Alex Winter and Keanu Reeves reprise their main roles as, respectively, Bill S. Preston Esq. and Ted Theodore Logan. This time the future is jeopardised by the wicked De Nomolos (Joss Ackland), a man who has had enough of people being excellent to each other and enjoying rock 'n' roll music. He decides to crash the party in spectacular fashion, by using the time-travelling phonebox to send back evil robot versions of the boys, killing the real pair and then ruining their lives and musical career. It's a cunning plan, and one that looks as if it will work when Bill and Ted are killed off pretty quickly. But death doesn't have to be the end.

It may be a new director at the helm in the shape of Peter Hewitt, but writers Chris Matheson and Ed Solomon (whose name is reversed for the name of the villain) are back and clearly out to do their best for two characters embraced so readily by audiences the first time around.

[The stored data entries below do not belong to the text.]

//! Post-processing of the intermediate dataset.
//!
//! Epistemic foundation:
//! - K_i: The intermediate file keeps every trace with its reason; filtering is a separate step
//! - K_i: The final dataset holds exactly the rows with `filtered == false`
//! - B_i: Rows on disk may have been edited → the filtered/reason invariant is checked, not assumed

use crate::models::{DistillError, FilteredReason, ReasoningTrace, Result};
use crate::verify::TraceValidator;
use serde::Deserialize;
use std::fs::File;
use std::io::{BufRead, BufReader, BufWriter, Write};
use std::path::Path;
use tracing::{debug, info};

/// Counts from one filter pass.
#[derive(Debug, Clone, Default, PartialEq, Eq)]
pub struct FilterStats {
    pub total: usize,
    pub kept: usize,
    pub invalid_format: usize,
    pub incorrect_answer: usize,
}

/// Counts from one revalidation pass.
#[derive(Debug, Clone, Default, PartialEq, Eq)]
pub struct RevalidateStats {
    pub total: usize,
    pub valid: usize,
    pub invalid_format: usize,
    pub incorrect_answer: usize,
    /// Rows whose verdict differs from the stored one
    pub changed: usize,
}

/// The two fields the filter step reads; everything else is copied verbatim.
#[derive(Deserialize)]
struct VerdictView {
    filtered: bool,
    filtered_reason: FilteredReason,
}

fn read_lines(path: &Path) -> Result<Vec<(usize, String)>> {
    let file = File::open(path).map_err(|e| DistillError::io("opening dataset", e))?;
    let mut lines = Vec::new();

    for (line_num, line) in BufReader::new(file).lines().enumerate() {
        let line = line.map_err(|e| DistillError::io("reading dataset", e))?;
        if !line.trim().is_empty() {
            lines.push((line_num + 1, line));
        }
    }
    Ok(lines)
}

fn create_writer(path: &Path) -> Result<BufWriter<File>> {
    File::create(path)
        .map(BufWriter::new)
        .map_err(|e| DistillError::io("creating output file", e))
}

/// Copy the rows with `filtered == false` from `input` to `output`.
///
/// A row whose `filtered` flag disagrees with its `filtered_reason` aborts
/// the pass with a parse error naming the line.
pub fn filter_dataset(input: &Path, output: &Path) -> Result<FilterStats> {
    let lines = read_lines(input)?;
    let mut writer = create_writer(output)?;
    let mut stats = FilterStats::default();

    for (line_num, line) in &lines {
        let view: VerdictView = serde_json::from_str(line)
            .map_err(|e| DistillError::ParseError(format!("Line {line_num}: {e}")))?;

        if view.filtered != view.filtered_reason.is_filtered() {
            return Err(DistillError::ParseError(format!(
                "Line {line_num}: filtered={} contradicts filtered_reason={}",
                view.filtered, view.filtered_reason
            )));
        }

        stats.total += 1;
        match view.filtered_reason {
            FilteredReason::Valid => {
                stats.kept += 1;
                writeln!(writer, "{line}").map_err(|e| DistillError::io("writing output", e))?;
            }
            FilteredReason::InvalidFormat => stats.invalid_format += 1,
            FilteredReason::IncorrectAnswer => stats.incorrect_answer += 1,
        }
    }

    writer
        .flush()
        .map_err(|e| DistillError::io("flushing output", e))?;

    info!(
        total = stats.total,
        kept = stats.kept,
        invalid_format = stats.invalid_format,
        incorrect_answer = stats.incorrect_answer,
        "Filtered dataset"
    );
    Ok(stats)
}

/// Recompute every verdict in `input` and write the rows to `output`.
pub fn revalidate_dataset(
    input: &Path,
    output: &Path,
    validator: &TraceValidator,
) -> Result<RevalidateStats> {
    let lines = read_lines(input)?;
    let mut traces = Vec::with_capacity(lines.len());
    for (line_num, line) in &lines {
        let trace: ReasoningTrace = serde_json::from_str(line)
            .map_err(|e| DistillError::ParseError(format!("Line {line_num}: {e}")))?;
        traces.push(trace);
    }

    let mut writer = create_writer(output)?;
    let mut stats = RevalidateStats::default();

    for mut trace in traces {
        let before = trace.filtered_reason;
        validator.revalidate(&mut trace);

        stats.total += 1;
        match trace.filtered_reason {
            FilteredReason::Valid => stats.valid += 1,
            FilteredReason::InvalidFormat => stats.invalid_format += 1,
            FilteredReason::IncorrectAnswer => stats.incorrect_answer += 1,
        }
        if trace.filtered_reason != before {
            stats.changed += 1;
            debug!(
                record_index = trace.record_index,
                sample_index = trace.sample_index,
                from = %before,
                to = %trace.filtered_reason,
                "Verdict changed"
            );
        }

        let json = serde_json::to_string(&trace)
            .map_err(|e| DistillError::Internal(format!("Failed to serialize trace: {e}")))?;
        writeln!(writer, "{json}").map_err(|e| DistillError::io("writing output", e))?;
    }

    writer
        .flush()
        .map_err(|e| DistillError::io("flushing output", e))?;

    info!(
        total = stats.total,
        valid = stats.valid,
        changed = stats.changed,
        "Revalidated dataset"
    );
    Ok(stats)
}

#[cfg(test)]
mod tests {
    use super::*;
    use crate::models::{Generation, ProblemRecord, StreamStatus};
    use chrono::Utc;
    use tempfile::tempdir;

    fn row(text: &str, gold: &str) -> String {
        let generation = Generation {
            record_index: 0,
            sample_index: 0,
            record: ProblemRecord::new("p", gold),
            text: text.to_string(),
            status: StreamStatus::Complete,
            stream_error: None,
            model: "m".to_string(),
            generated_at: Utc::now(),
            generation_time_ms: 0,
        };
        serde_json::to_string(&TraceValidator::default().judge(generation)).unwrap()
    }

    #[test]
    fn test_filter_keeps_only_valid_rows_verbatim() {
        let dir = tempdir().unwrap();
        let input = dir.path().join("all.jsonl");
        let output = dir.path().join("final.jsonl");

        let valid = row("<think>a</think>\\boxed{4}", "4");
        let lines = [
            valid.clone(),
            row("\\boxed{4}", "4"),
            String::new(),
            row("<think>a</think>\\boxed{5}", "4"),
        ];
        std::fs::write(&input, lines.join("\n")).unwrap();

        let stats = filter_dataset(&input, &output).unwrap();
        assert_eq!(
            stats,
            FilterStats {
                total: 3,
                kept: 1,
                invalid_format: 1,
                incorrect_answer: 1,
            }
        );
        assert_eq!(std::fs::read_to_string(&output).unwrap(), format!("{valid}\n"));
    }

    #[test]
    fn test_filter_rejects_inconsistent_row() {
        let dir = tempdir().unwrap();
        let input = dir.path().join("all.jsonl");
        let tampered = row("<think>a</think>\\boxed{5}", "4").replace("\"filtered\":true", "\"filtered\":false");
        std::fs::write(&input, format!("{}\n{tampered}\n", row("<think>a</think>\\boxed{4}", "4"))).unwrap();

        let err = filter_dataset(&input, &dir.path().join("out.jsonl")).unwrap_err();
        match err {
            DistillError::ParseError(msg) => assert!(msg.starts_with("Line 2")),
            other => panic!("unexpected error: {other}"),
        }
    }

    #[test]
    fn test_revalidate_repairs_stale_verdicts() {
        let dir = tempdir().unwrap();
        let input = dir.path().join("all.jsonl");
        let output = dir.path().join("again.jsonl");

        let stale = row("<think>a</think>\\boxed{5}", "4").replace("\"answer\":\"4\"", "\"answer\":\"5\"");
        std::fs::write(&input, format!("{stale}\n{}\n", row("oops", "4"))).unwrap();

        let stats = revalidate_dataset(&input, &output, &TraceValidator::default()).unwrap();
        assert_eq!(stats.total, 2);
        assert_eq!(stats.valid, 1);
        assert_eq!(stats.invalid_format, 1);
        assert_eq!(stats.changed, 1);

        let rows: Vec<ReasoningTrace> = std::fs::read_to_string(&output)
            .unwrap()
            .lines()
            .map(|l| serde_json::from_str(l).unwrap())
            .collect();
        assert!(!rows[0].filtered);
        assert!(rows.iter().all(ReasoningTrace::is_consistent));
    }
}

Winter and Reeves slip back into their roles as easily as any of their casual clothing. They have some fun playing the bad robots, but always seem more at ease being the optimistic, naive, good guys. Rufus (played by George Carlin) returns, as do the princesses from the first film, although they are now played by Annette Azcuy and Sarah Trigger and they have slightly more screentime. Great support comes from Amy Stock-Poynton, Chelcie Ross, Pam Grier and many others (including Hal Landon Jr. and Roy Brocksmith, two men who at one point have to bravely attempt to act as if their bodies have been inhabited by the spirits of our leading dudes). But the highlight of the movie is William Sadler, hilariously deadpan - no pun intended - in the role of the Grim Reaper. The film moves along nicely before he appears, but as soon as his character starts to interact with Bill and Ted the whole thing is lifted slightly, putting it on a par with the first film.

People expecting more time travel shenanigans may be slightly disappointed, but the main premise IS based on altering timelines and the finale has some fun with the familiar phonebox. There are lots of great characters, all of them in the shadow of the Grim Reaper (suitably enough, I suppose), and a rousing rock song or two on the soundtrack, including the mighty God Gave Rock 'N' Roll To You. If you enjoyed the first movie then you'll enjoy this movie.